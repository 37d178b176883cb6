//! # In-Memory Backend
//!
//! A process-local [`RecordStore`] and [`BlobStore`] used in development
//! mode and tests. It enforces the same guarantees as the hosted store:
//! point increments are atomic and `(user_id, milestone)` is unique.
//!
//! All state sits behind one `parking_lot::RwLock`. No lock is held across
//! an `.await`.

use std::collections::{BTreeMap, BTreeSet, HashMap};
use std::sync::Arc;

use chrono::Utc;
use parking_lot::RwLock;
use streetcred_core::milestone::MAX_POINTS;
use streetcred_core::{
    Badge, BadgeId, BadgePool, EarnedBadge, NewBadge, NewReport, PointsChange, Profile, Report,
    ReportId, UserBadge, UserId,
};

use crate::error::{BlobError, StoreError};
use crate::store::{AwardInsert, BlobStore, RecordStore};

/// Base of the URLs returned by [`MemoryStore::public_url`].
pub const MEMORY_BLOB_BASE: &str = "memory://report_images";

#[derive(Debug, Default)]
struct Tables {
    profiles: HashMap<UserId, Profile>,
    badges: Vec<Badge>,
    awards: BTreeMap<(UserId, u32), UserBadge>,
    reports: Vec<Report>,
    next_report_id: ReportId,
    blobs: HashMap<String, StoredBlob>,
}

/// An uploaded object.
#[derive(Debug, Clone, PartialEq, Eq)]
pub struct StoredBlob {
    pub bytes: Vec<u8>,
    pub content_type: String,
}

/// Thread-safe, cloneable in-memory store. Clones share state.
#[derive(Debug, Clone, Default)]
pub struct MemoryStore {
    tables: Arc<RwLock<Tables>>,
}

impl MemoryStore {
    pub fn new() -> Self {
        Self::default()
    }

    /// Create or overwrite a profile.
    pub fn upsert_profile(&self, user_id: UserId, username: Option<String>, points: u32) {
        let profile = Profile {
            user_id: user_id.clone(),
            username,
            points,
        };
        self.tables.write().profiles.insert(user_id, profile);
    }

    /// Add a catalog badge.
    pub fn add_badge(&self, badge: Badge) {
        self.tables.write().badges.push(badge);
    }

    /// Add catalog badges.
    pub fn add_badges(&self, badges: impl IntoIterator<Item = Badge>) {
        self.tables.write().badges.extend(badges);
    }

    /// The badge catalog in insertion order.
    pub fn badges(&self) -> Vec<Badge> {
        self.tables.read().badges.clone()
    }

    /// Every award row, ordered by user then milestone.
    pub fn awards(&self) -> Vec<UserBadge> {
        self.tables.read().awards.values().cloned().collect()
    }

    /// Fetch an uploaded object.
    pub fn blob(&self, path: &str) -> Option<StoredBlob> {
        self.tables.read().blobs.get(path).cloned()
    }

    /// Number of uploaded objects.
    pub fn blob_count(&self) -> usize {
        self.tables.read().blobs.len()
    }
}

fn newest_first(reports: &mut [Report]) {
    reports.sort_by(|a, b| b.created_at.cmp(&a.created_at).then(b.id.cmp(&a.id)));
}

impl RecordStore for MemoryStore {
    async fn profile(&self, user_id: &UserId) -> Result<Option<Profile>, StoreError> {
        Ok(self.tables.read().profiles.get(user_id).cloned())
    }

    async fn increment_points(
        &self,
        user_id: &UserId,
        delta: u32,
    ) -> Result<Option<PointsChange>, StoreError> {
        let mut tables = self.tables.write();
        let Some(profile) = tables.profiles.get_mut(user_id) else {
            return Ok(None);
        };
        let previous = profile.points;
        let new = previous
            .checked_add(delta)
            .filter(|total| *total <= MAX_POINTS)
            .ok_or_else(|| StoreError::OutOfRange {
                operation: "increment_points",
                message: format!("points total {previous} + {delta} exceeds {MAX_POINTS}"),
            })?;
        profile.points = new;
        Ok(Some(PointsChange::new(previous, new)))
    }

    async fn leaderboard(&self, limit: u32) -> Result<Vec<Profile>, StoreError> {
        let mut profiles: Vec<Profile> = self.tables.read().profiles.values().cloned().collect();
        profiles.sort_by(|a, b| b.points.cmp(&a.points).then(a.user_id.cmp(&b.user_id)));
        profiles.truncate(limit as usize);
        Ok(profiles)
    }

    async fn awarded_milestones(&self, user_id: &UserId) -> Result<BTreeSet<u32>, StoreError> {
        Ok(self
            .tables
            .read()
            .awards
            .keys()
            .filter(|(u, _)| u == user_id)
            .map(|(_, m)| *m)
            .collect())
    }

    async fn badge_pool(&self, pool: &BadgePool) -> Result<Vec<Badge>, StoreError> {
        Ok(self
            .tables
            .read()
            .badges
            .iter()
            .filter(|b| pool.admits(&b.location_name))
            .cloned()
            .collect())
    }

    async fn insert_badge(&self, badge: &NewBadge) -> Result<Badge, StoreError> {
        let mut tables = self.tables.write();
        let id = tables.badges.iter().map(|b| b.id).max().unwrap_or(0) + 1;
        let stored = badge.clone().into_badge(id);
        tables.badges.push(stored.clone());
        Ok(stored)
    }

    async fn insert_award(
        &self,
        user_id: &UserId,
        badge_id: BadgeId,
        milestone: u32,
    ) -> Result<AwardInsert, StoreError> {
        let mut tables = self.tables.write();
        let key = (user_id.clone(), milestone);
        if tables.awards.contains_key(&key) {
            return Ok(AwardInsert::AlreadyAwarded);
        }
        let row = UserBadge {
            user_id: user_id.clone(),
            badge_id,
            milestone,
            earned_at: Utc::now(),
        };
        tables.awards.insert(key, row.clone());
        Ok(AwardInsert::Inserted(row))
    }

    async fn replace_award(
        &self,
        user_id: &UserId,
        milestone: u32,
        badge_id: BadgeId,
    ) -> Result<Option<UserBadge>, StoreError> {
        let mut tables = self.tables.write();
        Ok(tables
            .awards
            .get_mut(&(user_id.clone(), milestone))
            .map(|row| {
                row.badge_id = badge_id;
                row.clone()
            }))
    }

    async fn user_badges(&self, user_id: &UserId) -> Result<Vec<EarnedBadge>, StoreError> {
        let tables = self.tables.read();
        Ok(tables
            .awards
            .values()
            .filter(|row| &row.user_id == user_id)
            .map(|row| {
                let badge = tables.badges.iter().find(|b| b.id == row.badge_id).cloned();
                EarnedBadge::join(row.clone(), badge)
            })
            .collect())
    }

    async fn insert_report(&self, report: &NewReport) -> Result<Report, StoreError> {
        let mut tables = self.tables.write();
        tables.next_report_id += 1;
        let stored = report.clone().into_report(tables.next_report_id, Utc::now());
        tables.reports.push(stored.clone());
        Ok(stored)
    }

    async fn reports_by_user(&self, user_id: &UserId) -> Result<Vec<Report>, StoreError> {
        let mut reports: Vec<Report> = self
            .tables
            .read()
            .reports
            .iter()
            .filter(|r| &r.user_id == user_id)
            .cloned()
            .collect();
        newest_first(&mut reports);
        Ok(reports)
    }

    async fn recent_reports(&self, limit: u32) -> Result<Vec<Report>, StoreError> {
        let mut reports = self.tables.read().reports.clone();
        newest_first(&mut reports);
        reports.truncate(limit as usize);
        Ok(reports)
    }

    async fn all_reports(&self) -> Result<Vec<Report>, StoreError> {
        Ok(self.tables.read().reports.clone())
    }
}

impl BlobStore for MemoryStore {
    async fn upload(&self, path: &str, bytes: Vec<u8>, content_type: &str) -> Result<(), BlobError> {
        let mut tables = self.tables.write();
        if tables.blobs.contains_key(path) {
            return Err(BlobError::Rejected {
                path: path.to_string(),
                message: "object already exists".to_string(),
            });
        }
        tables.blobs.insert(
            path.to_string(),
            StoredBlob {
                bytes,
                content_type: content_type.to_string(),
            },
        );
        Ok(())
    }

    fn public_url(&self, path: &str) -> String {
        format!("{MEMORY_BLOB_BASE}/{path}")
    }
}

◆ **What is being asked**
Write out every line of the preceding listing that contains "limit".

◆ **Answer**
    async fn leaderboard(&self, limit: u32) -> Result<Vec<Profile>, StoreError> {
        profiles.truncate(limit as usize);
    async fn recent_reports(&self, limit: u32) -> Result<Vec<Report>, StoreError> {
        reports.truncate(limit as usize);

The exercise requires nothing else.